● What is required
Pick each line containing the word "FetchError" out of the data below.

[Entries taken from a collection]
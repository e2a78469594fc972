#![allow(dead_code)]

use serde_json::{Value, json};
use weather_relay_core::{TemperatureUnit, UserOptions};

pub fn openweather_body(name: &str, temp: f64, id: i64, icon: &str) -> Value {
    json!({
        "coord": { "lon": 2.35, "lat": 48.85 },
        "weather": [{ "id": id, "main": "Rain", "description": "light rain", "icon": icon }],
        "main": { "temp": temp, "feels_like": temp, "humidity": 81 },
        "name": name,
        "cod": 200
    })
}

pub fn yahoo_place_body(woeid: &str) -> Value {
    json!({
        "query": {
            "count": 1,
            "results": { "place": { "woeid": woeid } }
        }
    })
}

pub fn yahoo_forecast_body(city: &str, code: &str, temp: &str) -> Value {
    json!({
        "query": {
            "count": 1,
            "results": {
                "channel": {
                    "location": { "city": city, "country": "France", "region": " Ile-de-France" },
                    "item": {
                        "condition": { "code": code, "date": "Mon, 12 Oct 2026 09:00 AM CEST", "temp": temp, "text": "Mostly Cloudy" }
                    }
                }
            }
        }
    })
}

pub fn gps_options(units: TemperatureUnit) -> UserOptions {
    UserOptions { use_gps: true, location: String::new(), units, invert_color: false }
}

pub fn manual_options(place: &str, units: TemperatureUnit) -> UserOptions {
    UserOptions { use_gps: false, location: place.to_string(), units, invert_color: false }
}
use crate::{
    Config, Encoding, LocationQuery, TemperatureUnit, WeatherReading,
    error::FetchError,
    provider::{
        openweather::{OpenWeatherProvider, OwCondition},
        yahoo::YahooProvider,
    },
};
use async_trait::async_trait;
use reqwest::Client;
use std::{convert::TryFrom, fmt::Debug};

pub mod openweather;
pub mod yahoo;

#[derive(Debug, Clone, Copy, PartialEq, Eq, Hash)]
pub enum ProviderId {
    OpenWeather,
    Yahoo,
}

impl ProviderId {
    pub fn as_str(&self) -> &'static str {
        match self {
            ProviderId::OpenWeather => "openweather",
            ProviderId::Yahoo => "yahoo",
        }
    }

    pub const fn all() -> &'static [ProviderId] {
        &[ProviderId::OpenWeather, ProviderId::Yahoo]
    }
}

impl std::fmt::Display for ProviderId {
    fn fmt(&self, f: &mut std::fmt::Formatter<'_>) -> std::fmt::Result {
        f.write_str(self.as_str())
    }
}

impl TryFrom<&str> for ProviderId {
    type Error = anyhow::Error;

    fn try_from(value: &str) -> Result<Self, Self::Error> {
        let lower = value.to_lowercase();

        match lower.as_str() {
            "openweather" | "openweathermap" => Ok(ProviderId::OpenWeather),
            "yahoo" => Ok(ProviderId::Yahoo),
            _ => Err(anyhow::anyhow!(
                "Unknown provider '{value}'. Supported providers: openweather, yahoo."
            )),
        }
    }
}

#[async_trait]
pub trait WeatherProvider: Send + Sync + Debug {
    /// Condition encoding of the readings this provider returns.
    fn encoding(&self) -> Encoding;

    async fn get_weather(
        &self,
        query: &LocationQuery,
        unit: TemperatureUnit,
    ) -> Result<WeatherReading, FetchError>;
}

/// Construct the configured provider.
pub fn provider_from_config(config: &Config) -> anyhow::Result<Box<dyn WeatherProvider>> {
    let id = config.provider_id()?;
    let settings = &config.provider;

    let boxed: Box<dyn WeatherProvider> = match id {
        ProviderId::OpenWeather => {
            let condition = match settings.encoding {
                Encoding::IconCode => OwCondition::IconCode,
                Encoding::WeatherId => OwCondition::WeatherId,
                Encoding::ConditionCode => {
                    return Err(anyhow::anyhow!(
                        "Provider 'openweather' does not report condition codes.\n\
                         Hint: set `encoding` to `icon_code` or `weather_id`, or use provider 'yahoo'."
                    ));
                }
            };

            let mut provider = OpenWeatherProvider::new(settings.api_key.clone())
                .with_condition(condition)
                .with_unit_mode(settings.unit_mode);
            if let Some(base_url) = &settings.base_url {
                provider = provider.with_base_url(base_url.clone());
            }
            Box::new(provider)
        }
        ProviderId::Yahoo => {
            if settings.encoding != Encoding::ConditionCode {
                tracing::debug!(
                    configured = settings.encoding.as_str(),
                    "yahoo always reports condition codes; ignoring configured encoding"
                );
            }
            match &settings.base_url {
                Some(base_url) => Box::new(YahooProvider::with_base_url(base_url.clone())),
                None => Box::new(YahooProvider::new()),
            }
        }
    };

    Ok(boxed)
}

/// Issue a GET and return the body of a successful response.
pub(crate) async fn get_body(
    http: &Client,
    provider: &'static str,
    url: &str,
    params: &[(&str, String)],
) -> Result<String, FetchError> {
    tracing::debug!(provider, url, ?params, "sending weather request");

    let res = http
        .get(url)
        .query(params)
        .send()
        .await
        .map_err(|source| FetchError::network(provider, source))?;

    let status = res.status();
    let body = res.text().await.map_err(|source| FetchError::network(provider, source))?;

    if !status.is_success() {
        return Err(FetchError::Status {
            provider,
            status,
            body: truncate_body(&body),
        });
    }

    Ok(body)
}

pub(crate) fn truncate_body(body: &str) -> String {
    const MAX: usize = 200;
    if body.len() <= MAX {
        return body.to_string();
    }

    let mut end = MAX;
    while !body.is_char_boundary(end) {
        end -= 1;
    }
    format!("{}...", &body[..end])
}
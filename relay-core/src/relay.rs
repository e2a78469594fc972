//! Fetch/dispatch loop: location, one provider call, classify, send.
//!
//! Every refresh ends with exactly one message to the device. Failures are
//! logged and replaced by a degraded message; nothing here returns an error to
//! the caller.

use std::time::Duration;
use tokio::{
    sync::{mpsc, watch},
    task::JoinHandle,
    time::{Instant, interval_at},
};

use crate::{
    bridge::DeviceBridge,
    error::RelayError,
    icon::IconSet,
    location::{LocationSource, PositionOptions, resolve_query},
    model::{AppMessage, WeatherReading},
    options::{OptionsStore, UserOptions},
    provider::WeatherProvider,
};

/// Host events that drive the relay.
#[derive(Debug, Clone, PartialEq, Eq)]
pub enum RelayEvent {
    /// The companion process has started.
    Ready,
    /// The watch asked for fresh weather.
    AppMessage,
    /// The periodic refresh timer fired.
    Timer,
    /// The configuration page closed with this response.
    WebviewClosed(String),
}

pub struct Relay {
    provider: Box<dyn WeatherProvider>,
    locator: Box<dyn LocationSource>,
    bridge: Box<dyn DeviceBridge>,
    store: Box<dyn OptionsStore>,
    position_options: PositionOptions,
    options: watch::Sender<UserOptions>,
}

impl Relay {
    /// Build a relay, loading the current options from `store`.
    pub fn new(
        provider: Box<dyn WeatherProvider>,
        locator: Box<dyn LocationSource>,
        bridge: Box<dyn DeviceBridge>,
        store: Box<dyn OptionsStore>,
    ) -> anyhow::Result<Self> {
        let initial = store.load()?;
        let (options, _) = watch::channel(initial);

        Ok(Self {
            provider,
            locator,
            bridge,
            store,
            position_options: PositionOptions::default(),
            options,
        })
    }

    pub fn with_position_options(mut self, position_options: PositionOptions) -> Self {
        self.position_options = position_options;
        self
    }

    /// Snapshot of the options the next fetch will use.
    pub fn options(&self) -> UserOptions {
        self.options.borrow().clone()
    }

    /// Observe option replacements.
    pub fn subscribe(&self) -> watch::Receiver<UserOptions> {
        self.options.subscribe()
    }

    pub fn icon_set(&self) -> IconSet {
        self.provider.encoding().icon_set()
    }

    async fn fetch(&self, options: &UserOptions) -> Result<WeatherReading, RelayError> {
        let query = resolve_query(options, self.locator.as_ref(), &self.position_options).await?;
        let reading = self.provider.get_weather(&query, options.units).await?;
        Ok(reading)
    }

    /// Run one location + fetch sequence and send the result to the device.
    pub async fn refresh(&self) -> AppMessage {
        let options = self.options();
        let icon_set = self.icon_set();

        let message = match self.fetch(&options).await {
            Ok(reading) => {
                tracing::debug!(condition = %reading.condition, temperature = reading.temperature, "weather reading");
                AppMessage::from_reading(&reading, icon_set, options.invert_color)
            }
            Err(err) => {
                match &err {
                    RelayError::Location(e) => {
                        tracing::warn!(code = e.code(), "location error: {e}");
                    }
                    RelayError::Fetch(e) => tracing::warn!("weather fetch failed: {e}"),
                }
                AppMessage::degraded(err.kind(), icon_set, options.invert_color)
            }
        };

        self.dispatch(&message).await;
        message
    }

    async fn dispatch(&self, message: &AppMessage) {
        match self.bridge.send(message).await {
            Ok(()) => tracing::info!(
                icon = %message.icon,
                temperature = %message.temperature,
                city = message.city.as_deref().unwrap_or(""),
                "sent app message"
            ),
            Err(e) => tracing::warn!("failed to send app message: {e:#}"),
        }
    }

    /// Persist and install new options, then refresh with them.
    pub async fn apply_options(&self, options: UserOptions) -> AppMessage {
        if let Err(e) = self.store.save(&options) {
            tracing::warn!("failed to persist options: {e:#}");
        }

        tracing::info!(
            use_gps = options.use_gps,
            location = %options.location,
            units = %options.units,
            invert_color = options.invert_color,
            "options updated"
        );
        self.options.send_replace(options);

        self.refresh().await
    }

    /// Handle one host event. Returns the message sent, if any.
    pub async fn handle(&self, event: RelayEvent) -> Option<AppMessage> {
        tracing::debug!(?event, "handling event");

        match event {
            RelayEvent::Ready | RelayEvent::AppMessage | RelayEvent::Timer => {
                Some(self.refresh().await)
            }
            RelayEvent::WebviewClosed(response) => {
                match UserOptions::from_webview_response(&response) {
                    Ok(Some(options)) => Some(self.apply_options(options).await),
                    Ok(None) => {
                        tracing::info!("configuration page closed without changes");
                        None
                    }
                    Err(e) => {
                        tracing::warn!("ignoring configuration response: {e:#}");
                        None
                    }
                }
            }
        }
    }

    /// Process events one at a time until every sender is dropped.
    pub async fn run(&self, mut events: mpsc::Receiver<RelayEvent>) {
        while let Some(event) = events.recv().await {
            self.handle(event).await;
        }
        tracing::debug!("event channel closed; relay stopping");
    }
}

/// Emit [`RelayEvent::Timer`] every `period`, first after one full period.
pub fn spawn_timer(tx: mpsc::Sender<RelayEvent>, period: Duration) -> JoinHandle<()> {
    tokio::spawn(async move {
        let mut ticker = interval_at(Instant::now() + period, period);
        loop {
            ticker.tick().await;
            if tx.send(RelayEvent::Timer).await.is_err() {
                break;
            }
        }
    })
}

● Result
    error::FetchError,
    ) -> Result<WeatherReading, FetchError>;
) -> Result<String, FetchError> {
        .map_err(|source| FetchError::network(provider, source))?;
    let body = res.text().await.map_err(|source| FetchError::network(provider, source))?;
        return Err(FetchError::Status {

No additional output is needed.